Antidémocratique, le seuil des 5%?

Afin d’avoir plus de chance d’atteindre le seuil électoral de 5 % permettant d’obtenir des élus au parlement bruxellois, des petits partis émergents pourraient grouper leur liste lors des élections régionales de 2014.

Parlement bruxellois rentrée parlementaire
Parlement bruxellois rentrée parlementaire ©Johanna de Tessieres
Pauline Deglume

Afin d’avoir plus de chance d’atteindre le seuil électoral de 5 % permettant d’obtenir des élus au parlement bruxellois, des petits partis émergents pourraient grouper leur liste lors des élections régionales de 2014. Ce sera, par exemple, le cas du PTB qui envisage de s’associer à plusieurs autres partis pour contourner ce seuil qu’il estime "antidémocratique".

Pour rappel, le seuil électoral des 5 % a été instauré en 2002 afin de lutter contre une fragmentation des partis présents dans les assemblées. Quelques années plus tard, le mécanisme du groupement de listes a été autorisé. Ce qui a permis à tous les partis néerlandophones bruxellois de se regrouper afin de minimiser le poids du Vlaams Belang.

Mais à quelques encablures des élections, une question revient sur la table : le seuil des 5 % est-il justifiable, à Bruxelles ? Du côté francophone, ce seuil légal dépasse largement le seuil naturel effectif de 1,24 %. Cela signifie qu’un parti obtenant, par exemple, 2 % des voix pourrait normalement obtenir un siège mais que le seuil de 5 % l’en empêche.

Le PTB n’est donc pas favorable à ce système qui limite la proportionnalité du scrutin. "Une série de Bruxellois ne sont pas représentés par un élu alors qu’ils ont voté pour une liste ayant obtenu 1,5 % des voix. Retirer ce seuil favoriserait la participation des citoyens aux élections et l’expression des différentes voix bruxelloises", affirme Benjamin Pestieau.
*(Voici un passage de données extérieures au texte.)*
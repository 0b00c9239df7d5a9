use super::RequestsLoggingLevel;
use crate::config::AppConfig;

#[derive(Clone)]
pub struct ServerConfig {
    pub requests_logging_level: RequestsLoggingLevel,
    pub bind_address: String,
    pub port: u16,
}

impl Default for ServerConfig {
    fn default() -> Self {
        ServerConfig {
            requests_logging_level: RequestsLoggingLevel::Path,
            bind_address: "127.0.0.1".to_string(),
            port: 3100,
        }
    }
}

impl From<&AppConfig> for ServerConfig {
    fn from(config: &AppConfig) -> Self {
        ServerConfig {
            requests_logging_level: config.logging_level.clone(),
            bind_address: config.bind_address.clone(),
            port: config.port,
        }
    }
}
Le président du PTB bruxellois déplore le nombre d’obstacles auxquels doivent faire face les petits partis. "Nous ne bénéficions d’aucun financement public, nous devons trouver 500 signatures pour nous présenter. Et à l’arrivée, il y a encore ce seuil de 5 % voulu par les grands partis qui n’ont pas envie de voir arriver de nouveaux acteurs sur le champ politique bruxellois."
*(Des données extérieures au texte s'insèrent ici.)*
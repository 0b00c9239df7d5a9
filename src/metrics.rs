use axum::{http::StatusCode, response::IntoResponse};
use lazy_static::lazy_static;
use prometheus::{
    CounterVec, Encoder, Gauge, Histogram, HistogramOpts, HistogramVec, Opts, Registry,
    TextEncoder,
};
use std::time::Duration;

/// Metric name prefix for all task runner metrics
const PREFIX: &str = "http_task_runner";

lazy_static! {
    // Global Prometheus registry
    pub static ref REGISTRY: Registry = Registry::new();

    // Attempt Metrics
    pub static ref ATTEMPTS_TOTAL: CounterVec = CounterVec::new(
        Opts::new(format!("{PREFIX}_attempts_total"), "Total HTTP attempts by outcome"),
        &["outcome"]
    ).expect("Failed to create attempts_total metric");

    pub static ref ATTEMPT_DURATION_SECONDS: Histogram = Histogram::with_opts(
        HistogramOpts::new(
            format!("{PREFIX}_attempt_duration_seconds"),
            "HTTP attempt latency in seconds"
        )
        .buckets(vec![0.005, 0.01, 0.05, 0.1, 0.25, 0.5, 1.0, 2.5, 5.0, 10.0, 30.0])
    ).expect("Failed to create attempt_duration_seconds metric");

    // Run Metrics
    pub static ref RUNS_TOTAL: CounterVec = CounterVec::new(
        Opts::new(format!("{PREFIX}_runs_total"), "Finished runs by status"),
        &["status"]
    ).expect("Failed to create runs_total metric");

    pub static ref RUN_DURATION_SECONDS: HistogramVec = HistogramVec::new(
        HistogramOpts::new(
            format!("{PREFIX}_run_duration_seconds"),
            "Run duration in seconds"
        )
        .buckets(vec![0.1, 1.0, 5.0, 15.0, 60.0, 300.0, 900.0, 3600.0]),
        &["origin"]
    ).expect("Failed to create run_duration_seconds metric");

    pub static ref ACTIVE_RUNS: Gauge = Gauge::new(
        format!("{PREFIX}_active_runs"),
        "Number of runs in progress"
    ).expect("Failed to create active_runs metric");

    // Scheduler Metrics
    pub static ref SCHEDULED_TASKS: Gauge = Gauge::new(
        format!("{PREFIX}_scheduled_tasks"),
        "Number of tasks registered with the scheduler"
    ).expect("Failed to create scheduled_tasks metric");

    pub static ref SCHEDULE_TRIGGERS_TOTAL: CounterVec = CounterVec::new(
        Opts::new(format!("{PREFIX}_schedule_triggers_total"), "Cron triggers by result"),
        &["result"]
    ).expect("Failed to create schedule_triggers_total metric");
}

/// Initialize all metrics and register them with the Prometheus registry
pub fn init_metrics() {
    // Register all metrics - ignore errors if already registered (for tests)
    let _ = REGISTRY.register(Box::new(ATTEMPTS_TOTAL.clone()));
    let _ = REGISTRY.register(Box::new(ATTEMPT_DURATION_SECONDS.clone()));
    let _ = REGISTRY.register(Box::new(RUNS_TOTAL.clone()));
    let _ = REGISTRY.register(Box::new(RUN_DURATION_SECONDS.clone()));
    let _ = REGISTRY.register(Box::new(ACTIVE_RUNS.clone()));
    let _ = REGISTRY.register(Box::new(SCHEDULED_TASKS.clone()));
    let _ = REGISTRY.register(Box::new(SCHEDULE_TRIGGERS_TOTAL.clone()));

    tracing::info!("Metrics system initialized successfully");
}

/// Record one HTTP attempt
pub fn record_attempt(success: bool, latency: Duration) {
    let outcome = if success { "success" } else { "failure" };
    ATTEMPTS_TOTAL.with_label_values(&[outcome]).inc();
    ATTEMPT_DURATION_SECONDS.observe(latency.as_secs_f64());
}

/// Record a finished run
pub fn record_run(status: &str, origin: &str, duration: Duration) {
    RUNS_TOTAL.with_label_values(&[status]).inc();
    RUN_DURATION_SECONDS
        .with_label_values(&[origin])
        .observe(duration.as_secs_f64());
}

pub fn run_started() {
    ACTIVE_RUNS.inc();
}

pub fn run_finished() {
    ACTIVE_RUNS.dec();
}

pub fn set_scheduled_tasks(count: usize) {
    SCHEDULED_TASKS.set(count as f64);
}

/// Record a cron trigger ("started", "skipped" or "failed")
pub fn record_schedule_trigger(result: &str) {
    SCHEDULE_TRIGGERS_TOTAL.with_label_values(&[result]).inc();
}

/// Handler for the /metrics endpoint
pub async fn metrics_handler() -> impl IntoResponse {
    let encoder = TextEncoder::new();
    let metric_families = REGISTRY.gather();

    let mut buffer = vec![];
    match encoder.encode(&metric_families, &mut buffer) {
        Ok(()) => {
            let response = String::from_utf8(buffer).unwrap_or_default();
            (StatusCode::OK, response)
        }
        Err(e) => {
            tracing::error!("Failed to encode metrics: {}", e);
            (
                StatusCode::INTERNAL_SERVER_ERROR,
                format!("Failed to encode metrics: {}", e),
            )
        }
    }
}
use super::models::{ExecutionLog, TaskLogEntry};
use crate::clock;
use chrono::NaiveDateTime;
use std::collections::{HashMap, HashSet};
use std::sync::{PoisonError, RwLock};

pub const DEFAULT_HISTORY_LIMIT: usize = 100;

/// Everything the log store holds, in the shape it is persisted in.
#[derive(Debug, Clone, Default, PartialEq)]
pub struct LogSnapshot {
    pub task_logs: HashMap<String, Vec<TaskLogEntry>>,
    pub execution_logs: HashMap<String, ExecutionLog>,
}

#[derive(Default)]
struct LogState {
    task_logs: HashMap<String, Vec<TaskLogEntry>>,
    execution_logs: HashMap<String, ExecutionLog>,
}

impl LogState {
    /// Drops execution logs no task entry links to anymore.
    fn drop_orphans(&mut self) -> usize {
        let linked: HashSet<&str> = self
            .task_logs
            .values()
            .flatten()
            .filter_map(|e| e.execution_log_id.as_deref())
            .collect();
        let before = self.execution_logs.len();
        self.execution_logs
            .retain(|id, _| linked.contains(id.as_str()));
        before - self.execution_logs.len()
    }
}

/// Per-task log history and per-run execution logs behind a single lock.
pub struct LogStore {
    state: RwLock<LogState>,
    history_limit: usize,
}

impl Default for LogStore {
    fn default() -> Self {
        Self::new(DEFAULT_HISTORY_LIMIT)
    }
}

impl LogStore {
    pub fn new(history_limit: usize) -> Self {
        Self {
            state: RwLock::new(LogState::default()),
            history_limit: history_limit.max(1),
        }
    }

    /// Appends an entry. History beyond the limit is dropped oldest first,
    /// together with the execution logs it pointed at.
    pub fn append(&self, task_id: &str, entry: TaskLogEntry) {
        let mut state = self.state.write().unwrap_or_else(PoisonError::into_inner);
        self.push_entry(&mut state, task_id, entry);
    }

    /// Stores a run's execution log and the entry linking to it atomically.
    pub fn record_run(&self, task_id: &str, entry: TaskLogEntry, execution: ExecutionLog) {
        let mut state = self.state.write().unwrap_or_else(PoisonError::into_inner);
        state
            .execution_logs
            .insert(execution.task_log_id.clone(), execution);
        self.push_entry(&mut state, task_id, entry);
    }

    fn push_entry(&self, state: &mut LogState, task_id: &str, entry: TaskLogEntry) {
        let entries = state.task_logs.entry(task_id.to_string()).or_default();
        entries.push(entry);
        if entries.len() > self.history_limit {
            let excess = entries.len() - self.history_limit;
            let dropped: Vec<TaskLogEntry> = entries.drain(..excess).collect();
            for id in dropped.iter().filter_map(|e| e.execution_log_id.as_deref()) {
                state.execution_logs.remove(id);
            }
        }
    }

    /// Newest first.
    pub fn task_logs(&self, task_id: &str) -> Vec<TaskLogEntry> {
        let mut entries = {
            let state = self.state.read().unwrap_or_else(PoisonError::into_inner);
            state.task_logs.get(task_id).cloned().unwrap_or_default()
        };
        entries.reverse();
        entries.sort_by(|a, b| b.timestamp.cmp(&a.timestamp));
        entries
    }

    /// The run's attempts are returned newest first.
    pub fn execution_log(&self, log_id: &str) -> Option<ExecutionLog> {
        let mut log = {
            let state = self.state.read().unwrap_or_else(PoisonError::into_inner);
            state.execution_logs.get(log_id).cloned()?
        };
        log.detailed_logs.reverse();
        log.detailed_logs
            .sort_by(|a, b| b.timestamp.cmp(&a.timestamp));
        Some(log)
    }

    /// Returns false when the task had no logs.
    pub fn clear_task(&self, task_id: &str) -> bool {
        let mut state = self.state.write().unwrap_or_else(PoisonError::into_inner);
        let Some(entries) = state.task_logs.remove(task_id) else {
            return false;
        };
        for id in entries.iter().filter_map(|e| e.execution_log_id.as_deref()) {
            state.execution_logs.remove(id);
        }
        true
    }

    pub fn clear_all(&self) {
        let mut state = self.state.write().unwrap_or_else(PoisonError::into_inner);
        state.task_logs.clear();
        state.execution_logs.clear();
    }

    /// Removes entries stamped before `cutoff` and the execution logs left
    /// without an entry. Entries with unparseable timestamps are kept.
    pub fn prune_older_than(&self, cutoff: NaiveDateTime) -> usize {
        let mut state = self.state.write().unwrap_or_else(PoisonError::into_inner);
        let mut removed = 0;
        for entries in state.task_logs.values_mut() {
            let before = entries.len();
            entries.retain(|e| match clock::parse_display(&e.timestamp) {
                Some(ts) => ts >= cutoff,
                None => true,
            });
            removed += before - entries.len();
        }
        state.task_logs.retain(|_, entries| !entries.is_empty());
        state.drop_orphans();
        removed
    }

    pub fn snapshot(&self) -> LogSnapshot {
        let state = self.state.read().unwrap_or_else(PoisonError::into_inner);
        LogSnapshot {
            task_logs: state.task_logs.clone(),
            execution_logs: state.execution_logs.clone(),
        }
    }

    pub fn restore(&self, snapshot: LogSnapshot) {
        let mut state = self.state.write().unwrap_or_else(PoisonError::into_inner);
        state.task_logs = snapshot.task_logs;
        state.execution_logs = snapshot.execution_logs;
        state.drop_orphans();
    }
}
Pour la politologue de l’UCL Caroline Van Wynsberghe, il est en effet curieux de limiter la participation des petits partis alors que l’on cherche, par ailleurs, à avoir le système le plus proportionnel possible. "Mais il y a la crainte, avec l’arrivée de petits partis, d’un aspect un peu folklorique, comme le cas Laurent Louis au fédéral. Cela pourrait également être de plus en plus difficile pour les autres partis de former des coalitions."
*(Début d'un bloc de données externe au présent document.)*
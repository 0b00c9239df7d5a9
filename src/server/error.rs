use crate::engine::EngineError;
use axum::{
    http::StatusCode,
    response::{IntoResponse, Response},
    Json,
};
use serde_json::json;
use tracing::error;

/// Maps engine failures onto a status code and a `{"error": ...}` body.
#[derive(Debug)]
pub struct ApiError(pub EngineError);

impl From<EngineError> for ApiError {
    fn from(e: EngineError) -> Self {
        ApiError(e)
    }
}

impl ApiError {
    pub fn status(&self) -> StatusCode {
        if self.0.is_validation() {
            StatusCode::BAD_REQUEST
        } else if self.0.is_not_found() {
            StatusCode::NOT_FOUND
        } else if self.0.is_conflict() {
            StatusCode::CONFLICT
        } else {
            StatusCode::INTERNAL_SERVER_ERROR
        }
    }
}

impl IntoResponse for ApiError {
    fn into_response(self) -> Response {
        let status = self.status();
        if status.is_server_error() {
            error!("Request failed: {}", self.0);
        }
        (status, Json(json!({ "error": self.0.to_string() }))).into_response()
    }
}

pub type ApiResult<T> = Result<T, ApiError>;
use serde::{Deserialize, Serialize};

/// Comparison applied by a success condition. Operators that are not
/// recognized are kept as written and compare like [`ConditionOperator::Equals`].
#[derive(Debug, Clone, Default, PartialEq, Eq, Hash, Serialize, Deserialize)]
#[serde(from = "String", into = "String")]
pub enum ConditionOperator {
    #[default]
    Equals,
    NotEquals,
    Contains,
    NotContains,
    ResponseEquals,
    ResponseNotEquals,
    ResponseContains,
    ResponseNotContains,
    Other(String),
}

impl ConditionOperator {
    pub fn as_str(&self) -> &str {
        match self {
            ConditionOperator::Equals => "equals",
            ConditionOperator::NotEquals => "not_equals",
            ConditionOperator::Contains => "contains",
            ConditionOperator::NotContains => "not_contains",
            ConditionOperator::ResponseEquals => "response_equals",
            ConditionOperator::ResponseNotEquals => "response_not_equals",
            ConditionOperator::ResponseContains => "response_contains",
            ConditionOperator::ResponseNotContains => "response_not_contains",
            ConditionOperator::Other(s) => s,
        }
    }

    /// `response_*` operators compare the raw body text and ignore any JSON path.
    pub fn is_string_based(&self) -> bool {
        matches!(
            self,
            ConditionOperator::ResponseEquals
                | ConditionOperator::ResponseNotEquals
                | ConditionOperator::ResponseContains
                | ConditionOperator::ResponseNotContains
        )
    }

    pub fn describe(&self) -> &str {
        match self {
            ConditionOperator::Equals => "equals",
            ConditionOperator::NotEquals => "does not equal",
            ConditionOperator::Contains => "contains",
            ConditionOperator::NotContains => "does not contain",
            ConditionOperator::ResponseEquals => "response equals",
            ConditionOperator::ResponseNotEquals => "response does not equal",
            ConditionOperator::ResponseContains => "response contains",
            ConditionOperator::ResponseNotContains => "response does not contain",
            ConditionOperator::Other(s) => s,
        }
    }
}

impl From<String> for ConditionOperator {
    fn from(s: String) -> Self {
        match s.as_str() {
            "equals" => ConditionOperator::Equals,
            "not_equals" => ConditionOperator::NotEquals,
            "contains" => ConditionOperator::Contains,
            "not_contains" => ConditionOperator::NotContains,
            "response_equals" => ConditionOperator::ResponseEquals,
            "response_not_equals" => ConditionOperator::ResponseNotEquals,
            "response_contains" => ConditionOperator::ResponseContains,
            "response_not_contains" => ConditionOperator::ResponseNotContains,
            _ => ConditionOperator::Other(s),
        }
    }
}

impl From<ConditionOperator> for String {
    fn from(op: ConditionOperator) -> Self {
        match op {
            ConditionOperator::Other(s) => s,
            other => other.as_str().to_string(),
        }
    }
}

impl std::fmt::Display for ConditionOperator {
    fn fmt(&self, f: &mut std::fmt::Formatter<'_>) -> std::fmt::Result {
        f.write_str(self.as_str())
    }
}

/// Predicate deciding whether one HTTP attempt counts as a success.
#[derive(Debug, Clone, Default, PartialEq, Eq, Serialize, Deserialize)]
#[serde(rename_all = "camelCase", default)]
pub struct SuccessCondition {
    pub enabled: bool,
    pub json_path: String,
    pub operator: ConditionOperator,
    pub expected_value: String,
}

impl SuccessCondition {
    pub fn json_path(path: &str, operator: ConditionOperator, expected: &str) -> Self {
        Self {
            enabled: true,
            json_path: path.to_string(),
            operator,
            expected_value: expected.to_string(),
        }
    }

    pub fn body(operator: ConditionOperator, expected: &str) -> Self {
        Self {
            enabled: true,
            json_path: String::new(),
            operator,
            expected_value: expected.to_string(),
        }
    }
}

/// Which branch of the evaluator produced a verdict.
#[derive(Debug, Clone, Copy, PartialEq, Eq, Serialize, Deserialize)]
#[serde(rename_all = "snake_case")]
pub enum ConditionKind {
    HttpStatus,
    JsonPath,
    StringBased,
}

impl ConditionKind {
    pub fn as_str(&self) -> &'static str {
        match self {
            ConditionKind::HttpStatus => "http_status",
            ConditionKind::JsonPath => "json_path",
            ConditionKind::StringBased => "string_based",
        }
    }
}

/// How a verdict was reached, kept with the attempt for diagnostics.
#[derive(Debug, Clone, PartialEq, Serialize, Deserialize)]
#[serde(rename_all = "camelCase")]
pub struct ConditionDetail {
    #[serde(rename = "type")]
    pub kind: ConditionKind,
    #[serde(default)]
    pub json_path: String,
    #[serde(default)]
    pub operator: String,
    #[serde(default)]
    pub expected_value: String,
    #[serde(default)]
    pub actual_value: String,
    pub result: bool,
    #[serde(default)]
    pub reason: String,
}

/// Why a failed attempt failed. Exactly one applies per attempt.
#[derive(Debug, Clone, Copy, PartialEq, Eq, Hash, Serialize, Deserialize)]
#[serde(rename_all = "lowercase")]
pub enum ErrorType {
    /// The request could not be sent or the connection failed.
    Network,
    /// The response body could not be read.
    Parsing,
    /// A configured condition rejected the response.
    Condition,
    /// The default status check rejected the response.
    Http,
}

impl ErrorType {
    pub fn as_str(&self) -> &'static str {
        match self {
            ErrorType::Network => "network",
            ErrorType::Parsing => "parsing",
            ErrorType::Condition => "condition",
            ErrorType::Http => "http",
        }
    }
}
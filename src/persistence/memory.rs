use super::Persistence;
use crate::logs::LogSnapshot;
use crate::task::Task;
use crate::variables::Variable;
use anyhow::{bail, Result};
use std::collections::{BTreeMap, HashMap};
use std::sync::atomic::{AtomicBool, AtomicUsize, Ordering};
use std::sync::{Mutex, PoisonError};

#[derive(Default)]
struct Stored {
    tasks: HashMap<String, Task>,
    variables: BTreeMap<String, Variable>,
    logs: LogSnapshot,
    schedules: Vec<String>,
}

/// Keeps everything in memory. Saves can be made to fail to exercise error
/// reporting.
#[derive(Default)]
pub struct InMemoryPersistence {
    stored: Mutex<Stored>,
    fail_saves: AtomicBool,
    saves: AtomicUsize,
}

impl InMemoryPersistence {
    pub fn new() -> Self {
        Self::default()
    }

    pub fn set_fail_saves(&self, fail: bool) {
        self.fail_saves.store(fail, Ordering::SeqCst);
    }

    /// Number of successful saves of any collection.
    pub fn save_count(&self) -> usize {
        self.saves.load(Ordering::SeqCst)
    }

    fn save_with<F>(&self, f: F) -> Result<()>
    where
        F: FnOnce(&mut Stored),
    {
        if self.fail_saves.load(Ordering::SeqCst) {
            bail!("simulated write failure");
        }
        let mut stored = self.stored.lock().unwrap_or_else(PoisonError::into_inner);
        f(&mut stored);
        self.saves.fetch_add(1, Ordering::SeqCst);
        Ok(())
    }

    fn read<T, F>(&self, f: F) -> T
    where
        F: FnOnce(&Stored) -> T,
    {
        let stored = self.stored.lock().unwrap_or_else(PoisonError::into_inner);
        f(&stored)
    }
}

impl Persistence for InMemoryPersistence {
    fn load_tasks(&self) -> Result<HashMap<String, Task>> {
        Ok(self.read(|s| s.tasks.clone()))
    }

    fn save_tasks(&self, tasks: &HashMap<String, Task>) -> Result<()> {
        self.save_with(|s| s.tasks = tasks.clone())
    }

    fn load_variables(&self) -> Result<BTreeMap<String, Variable>> {
        Ok(self.read(|s| s.variables.clone()))
    }

    fn save_variables(&self, vars: &BTreeMap<String, Variable>) -> Result<()> {
        self.save_with(|s| s.variables = vars.clone())
    }

    fn load_logs(&self) -> Result<LogSnapshot> {
        Ok(self.read(|s| s.logs.clone()))
    }

    fn save_logs(&self, logs: &LogSnapshot) -> Result<()> {
        self.save_with(|s| s.logs = logs.clone())
    }

    fn load_schedules(&self) -> Result<Vec<String>> {
        Ok(self.read(|s| s.schedules.clone()))
    }

    fn save_schedules(&self, task_ids: &[String]) -> Result<()> {
        self.save_with(|s| s.schedules = task_ids.to_vec())
    }
}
Enfin, ce seuil des 5 % encourage le groupement de listes, une pratique également remise en question. Pour Caroline Van Wynsberghe, il s’agit uniquement d’un "arrangement arithmétique" permettant de contourner l’obstacle. Il est vrai que ce mécanisme ne permet pas de transferts de voix entre les partis regroupés qui restent complètement autonomes.

Même s’il ne s’agit pas d’une alliance, il ne faut cependant pas sous-estimer la portée de cette mesure. Les électeurs qui votent pour une liste faisant partie d’un groupe doivent avoir conscience qu’ils aideront peut-être un autre parti à franchir le seuil et à se faire élire. Ce qui n’est pas anodin.